● What is required: In the listing below, find each line with the string "from" and return it.

● Source information:
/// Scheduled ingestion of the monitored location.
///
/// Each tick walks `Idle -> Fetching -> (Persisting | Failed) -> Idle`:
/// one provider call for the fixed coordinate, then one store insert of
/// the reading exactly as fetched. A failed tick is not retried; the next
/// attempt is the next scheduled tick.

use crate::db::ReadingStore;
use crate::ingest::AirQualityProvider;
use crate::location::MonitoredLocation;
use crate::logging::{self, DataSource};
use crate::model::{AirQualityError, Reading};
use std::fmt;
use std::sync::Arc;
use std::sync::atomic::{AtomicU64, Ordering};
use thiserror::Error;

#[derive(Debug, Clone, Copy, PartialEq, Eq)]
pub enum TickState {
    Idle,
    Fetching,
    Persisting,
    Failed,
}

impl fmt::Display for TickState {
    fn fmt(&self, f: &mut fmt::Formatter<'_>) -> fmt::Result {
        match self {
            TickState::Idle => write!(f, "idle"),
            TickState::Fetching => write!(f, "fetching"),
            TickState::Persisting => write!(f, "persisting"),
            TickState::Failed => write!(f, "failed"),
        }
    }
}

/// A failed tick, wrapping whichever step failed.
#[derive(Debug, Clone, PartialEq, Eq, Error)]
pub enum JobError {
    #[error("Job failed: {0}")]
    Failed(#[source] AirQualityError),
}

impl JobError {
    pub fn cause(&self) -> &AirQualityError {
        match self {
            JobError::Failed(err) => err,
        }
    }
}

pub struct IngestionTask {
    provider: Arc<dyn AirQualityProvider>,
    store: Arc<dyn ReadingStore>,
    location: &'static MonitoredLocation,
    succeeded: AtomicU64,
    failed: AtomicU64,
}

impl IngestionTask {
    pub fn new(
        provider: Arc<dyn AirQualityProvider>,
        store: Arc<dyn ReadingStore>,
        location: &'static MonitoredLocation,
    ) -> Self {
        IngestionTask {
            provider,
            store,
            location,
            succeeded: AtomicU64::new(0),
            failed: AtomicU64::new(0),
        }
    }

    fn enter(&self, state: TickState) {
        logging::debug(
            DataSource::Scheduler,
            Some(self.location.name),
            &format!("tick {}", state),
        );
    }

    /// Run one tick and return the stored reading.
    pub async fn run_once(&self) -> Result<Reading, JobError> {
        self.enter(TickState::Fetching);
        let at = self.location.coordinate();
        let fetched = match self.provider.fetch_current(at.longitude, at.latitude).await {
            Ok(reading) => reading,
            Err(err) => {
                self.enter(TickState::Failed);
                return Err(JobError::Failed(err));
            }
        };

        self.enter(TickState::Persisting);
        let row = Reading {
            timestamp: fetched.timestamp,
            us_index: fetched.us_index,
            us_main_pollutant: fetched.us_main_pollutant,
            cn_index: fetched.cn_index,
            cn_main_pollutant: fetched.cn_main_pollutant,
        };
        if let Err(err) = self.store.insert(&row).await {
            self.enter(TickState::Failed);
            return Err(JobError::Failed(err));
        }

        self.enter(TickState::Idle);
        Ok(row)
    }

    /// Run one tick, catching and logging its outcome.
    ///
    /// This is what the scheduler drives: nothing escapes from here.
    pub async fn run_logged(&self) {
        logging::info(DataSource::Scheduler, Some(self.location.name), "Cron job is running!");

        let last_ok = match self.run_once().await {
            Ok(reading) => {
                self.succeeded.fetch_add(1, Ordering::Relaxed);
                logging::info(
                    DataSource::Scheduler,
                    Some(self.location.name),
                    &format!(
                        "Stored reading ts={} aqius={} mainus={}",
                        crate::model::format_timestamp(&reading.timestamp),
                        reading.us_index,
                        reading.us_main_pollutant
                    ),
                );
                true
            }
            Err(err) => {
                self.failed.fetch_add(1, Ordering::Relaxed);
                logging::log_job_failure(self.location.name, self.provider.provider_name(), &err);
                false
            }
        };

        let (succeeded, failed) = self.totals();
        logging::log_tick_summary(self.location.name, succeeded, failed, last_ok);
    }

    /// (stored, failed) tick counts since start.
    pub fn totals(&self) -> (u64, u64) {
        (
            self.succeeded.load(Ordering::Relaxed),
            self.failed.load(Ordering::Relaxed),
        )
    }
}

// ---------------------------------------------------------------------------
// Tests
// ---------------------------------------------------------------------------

==

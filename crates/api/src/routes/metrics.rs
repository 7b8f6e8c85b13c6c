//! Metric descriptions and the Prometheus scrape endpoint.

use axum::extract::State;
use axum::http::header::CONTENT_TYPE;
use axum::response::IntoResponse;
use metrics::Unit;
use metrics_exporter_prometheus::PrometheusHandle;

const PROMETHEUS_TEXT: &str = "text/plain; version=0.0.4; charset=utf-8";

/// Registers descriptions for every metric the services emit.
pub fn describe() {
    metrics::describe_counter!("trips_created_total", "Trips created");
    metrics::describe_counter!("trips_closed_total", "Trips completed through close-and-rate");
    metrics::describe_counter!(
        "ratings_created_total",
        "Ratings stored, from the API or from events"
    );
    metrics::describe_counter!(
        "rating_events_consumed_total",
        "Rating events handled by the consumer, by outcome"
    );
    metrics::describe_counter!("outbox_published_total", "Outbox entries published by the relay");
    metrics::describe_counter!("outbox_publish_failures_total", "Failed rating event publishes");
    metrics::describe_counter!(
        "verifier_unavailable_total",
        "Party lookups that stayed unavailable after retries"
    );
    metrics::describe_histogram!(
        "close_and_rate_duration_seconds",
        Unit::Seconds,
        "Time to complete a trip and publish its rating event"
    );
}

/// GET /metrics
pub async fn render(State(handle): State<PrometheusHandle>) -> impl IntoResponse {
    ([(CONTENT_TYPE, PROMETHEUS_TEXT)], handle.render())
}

● Response area:
    /// This is what the scheduler drives: nothing escapes from here.
        "Ratings stored, from the API or from events"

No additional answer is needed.